Mutexes are pretty common in many programming languages, like e.g. C/C++. I miss them in Java. However, there are multiple ways I could write my own class Mutex
:
- Using a simple synchronized keyword on
Mutex
.
- Using a binary semaphore.
- Using atomic variables, like discussed here.
- ...?
What is the fastest (best runtime) way? I think synchronized is most common, but what about performance?
Mutexes are pretty common in many programming languages, like e.g. C/C++. I miss them in Java.

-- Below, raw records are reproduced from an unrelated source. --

use std::{
    fs::File,
    io::{self, Read, Write},
    path::Path,
    string::String,
    vec::Vec,
};

use crate::bitmask::ByteMask;

// KTEST FILE FORMAT
// ================================================================================================

/// Magic byte sequence identifying a KTest file.
const MAGIC: &[u8; 5] = b"KTEST";

/// Current file-format version. Version 4 added the havoced-location section.
const VERSION: u32 = 4;

/// First version carrying the havoced-location section.
const HAVOC_VERSION: u32 = 4;

#[derive(Debug, thiserror::Error)]
pub enum KTestError {
    #[error("i/o error")]
    Io(#[from] io::Error),
    #[error("invalid magic number")]
    InvalidMagic,
    #[error("unsupported file-format version {0} (current is {VERSION})")]
    UnsupportedVersion(u32),
    #[error("unexpected end of file")]
    UnexpectedEof,
    #[error("object name is not valid utf-8")]
    InvalidName,
}

/// One concrete assignment of a symbolic object.
#[derive(Clone, Debug, PartialEq, Eq)]
pub struct KTestObject {
    pub name: String,
    pub bytes: Vec<u8>,
}

/// One havoced memory location: the value chosen for the final fixpoint round and the byte mask
/// that was forgotten.
#[derive(Clone, Debug, PartialEq, Eq)]
pub struct KTestHavocedLocation {
    pub name: String,
    pub bytes: Vec<u8>,
    pub mask: ByteMask,
}

/// In-memory form of a test-case file.
///
/// The on-disk layout is fixed: the magic, then big-endian `u32` scalars and length-prefixed byte
/// strings in declaration order below. `to_file` followed by `from_file` reproduces the value
/// byte for byte.
#[derive(Clone, Debug, Default, PartialEq, Eq)]
pub struct KTest {
    pub args: Vec<String>,
    pub sym_argvs: u32,
    pub sym_argv_len: u32,
    pub objects: Vec<KTestObject>,
    pub havocs: Vec<KTestHavocedLocation>,
}

impl KTest {
    pub fn current_version() -> u32 {
        VERSION
    }

    /// Returns true iff the file at `path` starts with the KTest magic.
    pub fn is_ktest_file(path: impl AsRef<Path>) -> bool {
        let mut magic = [0u8; MAGIC.len()];
        match File::open(path) {
            Ok(mut f) => f.read_exact(&mut magic).is_ok() && &magic == MAGIC,
            Err(_) => false,
        }
    }

    /// Total number of object bytes (havoced locations excluded).
    pub fn num_bytes(&self) -> usize {
        self.objects.iter().map(|o| o.bytes.len()).sum()
    }

    pub fn to_file(&self, path: impl AsRef<Path>) -> Result<(), KTestError> {
        let mut w = File::create(path)?;
        w.write_all(MAGIC)?;
        write_u32(&mut w, VERSION)?;
        write_u32(&mut w, self.args.len() as u32)?;
        for arg in &self.args {
            write_bytes(&mut w, arg.as_bytes())?;
        }
        write_u32(&mut w, self.sym_argvs)?;
        write_u32(&mut w, self.sym_argv_len)?;
        write_u32(&mut w, self.objects.len() as u32)?;
        for object in &self.objects {
            write_bytes(&mut w, object.name.as_bytes())?;
            write_bytes(&mut w, &object.bytes)?;
        }
        write_u32(&mut w, self.havocs.len() as u32)?;
        for havoc in &self.havocs {
            write_bytes(&mut w, havoc.name.as_bytes())?;
            write_bytes(&mut w, &havoc.bytes)?;
            debug_assert_eq!(havoc.mask.len() as usize, havoc.bytes.len());
            for word in havoc.mask.words() {
                write_u32(&mut w, *word)?;
            }
        }
        Ok(())
    }

    pub fn from_file(path: impl AsRef<Path>) -> Result<KTest, KTestError> {
        let mut r = File::open(path)?;
        let mut magic = [0u8; MAGIC.len()];
        read_exact(&mut r, &mut magic)?;
        if &magic != MAGIC {
            return Err(KTestError::InvalidMagic);
        }
        let version = read_u32(&mut r)?;
        if version > VERSION {
            return Err(KTestError::UnsupportedVersion(version));
        }

        let num_args = read_u32(&mut r)?;
        let mut args = Vec::with_capacity(num_args as usize);
        for _ in 0..num_args {
            args.push(read_string(&mut r)?);
        }
        let sym_argvs = read_u32(&mut r)?;
        let sym_argv_len = read_u32(&mut r)?;

        let num_objects = read_u32(&mut r)?;
        let mut objects = Vec::with_capacity(num_objects as usize);
        for _ in 0..num_objects {
            let name = read_string(&mut r)?;
            let bytes = read_vec(&mut r)?;
            objects.push(KTestObject { name, bytes });
        }

        let mut havocs = Vec::new();
        if version >= HAVOC_VERSION {
            let num_havocs = read_u32(&mut r)?;
            for _ in 0..num_havocs {
                let name = read_string(&mut r)?;
                let bytes = read_vec(&mut r)?;
                let num_words = (bytes.len() as u32).div_ceil(32);
                let mut words = Vec::with_capacity(num_words as usize);
                for _ in 0..num_words {
                    words.push(read_u32(&mut r)?);
                }
                let mask = ByteMask::from_words(words, bytes.len() as u32);
                havocs.push(KTestHavocedLocation { name, bytes, mask });
            }
        }

        Ok(KTest { args, sym_argvs, sym_argv_len, objects, havocs })
    }
}

// WIRE HELPERS
// ================================================================================================

fn write_u32(w: &mut impl Write, value: u32) -> io::Result<()> {
    w.write_all(&value.to_be_bytes())
}

fn write_bytes(w: &mut impl Write, bytes: &[u8]) -> io::Result<()> {
    write_u32(w, bytes.len() as u32)?;
    w.write_all(bytes)
}

fn read_exact(r: &mut impl Read, buf: &mut [u8]) -> Result<(), KTestError> {
    r.read_exact(buf).map_err(|e| match e.kind() {
        io::ErrorKind::UnexpectedEof => KTestError::UnexpectedEof,
        _ => KTestError::Io(e),
    })
}

fn read_u32(r: &mut impl Read) -> Result<u32, KTestError> {
    let mut buf = [0u8; 4];
    read_exact(r, &mut buf)?;
    Ok(u32::from_be_bytes(buf))
}

fn read_vec(r: &mut impl Read) -> Result<Vec<u8>, KTestError> {
    let len = read_u32(r)?;
    let mut buf = vec![0; len as usize];
    read_exact(r, &mut buf)?;
    Ok(buf)
}

fn read_string(r: &mut impl Read) -> Result<String, KTestError> {
    String::from_utf8(read_vec(r)?).map_err(|_| KTestError::InvalidName)
}

#[cfg(test)]
mod tests {
    use std::string::ToString;

    use pretty_assertions::assert_eq;

    use super::*;

    fn sample() -> KTest {
        let mut mask = ByteMask::new(4);
        mask.set(0);
        mask.set(3);
        KTest {
            args: vec!["prog.bc".to_string(), "--sym-arg".to_string()],
            sym_argvs: 1,
            sym_argv_len: 8,
            objects: vec![
                KTestObject { name: "x".to_string(), bytes: vec![5, 0, 0, 0] },
                KTestObject { name: "buf".to_string(), bytes: vec![0xde, 0xad] },
            ],
            havocs: vec![KTestHavocedLocation {
                name: "counter".to_string(),
                bytes: vec![9, 0, 0, 0],
                mask,
            }],
        }
    }

    #[test]
    fn roundtrip_is_exact() {
        let dir = std::env::temp_dir();
        let path = dir.join("symbex_ktest_roundtrip.ktest");
        let ktest = sample();
        ktest.to_file(&path).unwrap();
        assert!(KTest::is_ktest_file(&path));
        let restored = KTest::from_file(&path).unwrap();
        assert_eq!(restored, ktest);
        std::fs::remove_file(&path).ok();
    }

    #[test]
    fn num_bytes_counts_objects_only() {
        assert_eq!(sample().num_bytes(), 6);
    }

    #[test]
    fn garbage_is_not_a_ktest_file() {
        let path = std::env::temp_dir().join("symbex_ktest_garbage");
        std::fs::write(&path, b"BOUT\n123").unwrap();
        assert!(!KTest::is_ktest_file(&path));
        assert!(matches!(KTest::from_file(&path), Err(KTestError::InvalidMagic)));
        std::fs::remove_file(&path).ok();
    }

    #[test]
    fn future_version_is_rejected() {
        let path = std::env::temp_dir().join("symbex_ktest_future.ktest");
        let mut bytes = Vec::new();
        bytes.extend_from_slice(b"KTEST");
        bytes.extend_from_slice(&(VERSION + 1).to_be_bytes());
        std::fs::write(&path, &bytes).unwrap();
        assert!(matches!(KTest::from_file(&path), Err(KTestError::UnsupportedVersion(_))));
        std::fs::remove_file(&path).ok();
    }
}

Not sure I follow you (especially because you give the answer in your question).
public class SomeClass {
private final Object mutex = new Object();
public void someMethodThatNeedsAMutex() {
synchronized(mutex) {
//here you hold the mutex
}
}
}
Alternatively, you can simply make the whole method synchronized, which is equivalent to using this
as the mutex object:
public class SomeClass {
public synchronized void someMethodThatNeedsAMutex() {
//here you hold the mutex
}
}
What is the fastest (best runtime) way?
Acquiring / releasing a monitor is not going to be a significant performance issue per se (you can read this blog post to see an analysis of the impact). But if you have many threads fighting for the lock, it will create contention and degrade performance.
In that case, the best strategy is to not use mutexes by using "lock-free" algorithms if you are mostly reading data (as pointed out by Marko in the comments, lock-free uses CAS operations, which may involve retrying writes many times if you have lots of writing threads, eventually leading to worse performance) or even better, by avoiding to share too much stuff across threads.
The opposite is the case: Java designers solved it so well that you don't even recognize it: you don't need a first-class Mutex
object, just the synchronized
modifier.
If you have a special case where you want to juggle your mutexes in a non-nesting fashion, there's always the ReentrantLock
and java.util.concurrent
offers a cornucopia of synchronization tools that go way beyond the crude mutex.
In Java each object can be uses as Mutex.
This objects are typicaly named "lock" or "mutex".
You can create that object for yourself which is the prefered variant, because it avoids external access to that lock:
// usually a field in the class
private Object mutex = new Object();
// later in methods
synchronized(mutex) {
// mutual exclusive section for all that uses synchronized
// ob this mutex object
}
Faster is to avoid the mutex, by thinking what happens if another thread reads an non actual value. In some situations this would produce wrong calculation results, in other results only in a minimal delay. (but faster than with syncing)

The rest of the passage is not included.